--- MATERIAL FOR THIS EXERCISE Enclosed Below ---
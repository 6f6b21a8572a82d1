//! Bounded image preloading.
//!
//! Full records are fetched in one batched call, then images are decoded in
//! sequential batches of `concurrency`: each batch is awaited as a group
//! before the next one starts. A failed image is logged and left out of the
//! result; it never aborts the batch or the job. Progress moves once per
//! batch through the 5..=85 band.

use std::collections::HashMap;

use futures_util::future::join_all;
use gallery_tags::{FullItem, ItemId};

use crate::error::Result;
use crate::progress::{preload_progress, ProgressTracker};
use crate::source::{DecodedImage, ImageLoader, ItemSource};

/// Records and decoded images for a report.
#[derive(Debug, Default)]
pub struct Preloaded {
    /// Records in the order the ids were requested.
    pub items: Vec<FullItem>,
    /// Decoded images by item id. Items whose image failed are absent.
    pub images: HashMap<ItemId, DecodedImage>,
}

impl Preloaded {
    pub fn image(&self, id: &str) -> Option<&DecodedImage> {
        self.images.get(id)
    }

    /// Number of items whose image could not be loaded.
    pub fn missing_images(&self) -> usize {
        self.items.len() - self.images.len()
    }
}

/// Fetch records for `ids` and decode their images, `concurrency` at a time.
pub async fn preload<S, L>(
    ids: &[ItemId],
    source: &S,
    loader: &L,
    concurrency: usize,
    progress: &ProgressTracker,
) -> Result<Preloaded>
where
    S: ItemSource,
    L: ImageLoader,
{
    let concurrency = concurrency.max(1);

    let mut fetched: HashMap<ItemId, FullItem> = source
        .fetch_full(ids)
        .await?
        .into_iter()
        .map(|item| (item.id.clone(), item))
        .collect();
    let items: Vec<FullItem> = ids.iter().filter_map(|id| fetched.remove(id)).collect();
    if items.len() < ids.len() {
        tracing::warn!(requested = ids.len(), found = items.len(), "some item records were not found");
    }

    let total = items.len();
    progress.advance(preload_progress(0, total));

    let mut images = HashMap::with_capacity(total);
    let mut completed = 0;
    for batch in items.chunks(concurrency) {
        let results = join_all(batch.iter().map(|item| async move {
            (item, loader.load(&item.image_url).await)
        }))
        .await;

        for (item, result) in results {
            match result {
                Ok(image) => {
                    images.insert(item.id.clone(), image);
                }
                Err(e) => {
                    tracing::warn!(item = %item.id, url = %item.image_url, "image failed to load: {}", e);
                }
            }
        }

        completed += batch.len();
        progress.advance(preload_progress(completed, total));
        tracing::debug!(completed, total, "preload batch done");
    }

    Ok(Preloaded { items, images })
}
--- End of Enclosed MATERIAL FOR THIS EXERCISE ---
§ **REQUIRED ACTION**
Report every line of the material above in which "failed" appears.

§ **ANSWER BOX**
//! before the next one starts. A failed image is logged and left out of the
    /// Decoded images by item id. Items whose image failed are absent.
                    tracing::warn!(item = %item.id, url = %item.image_url, "image failed to load: {}", e);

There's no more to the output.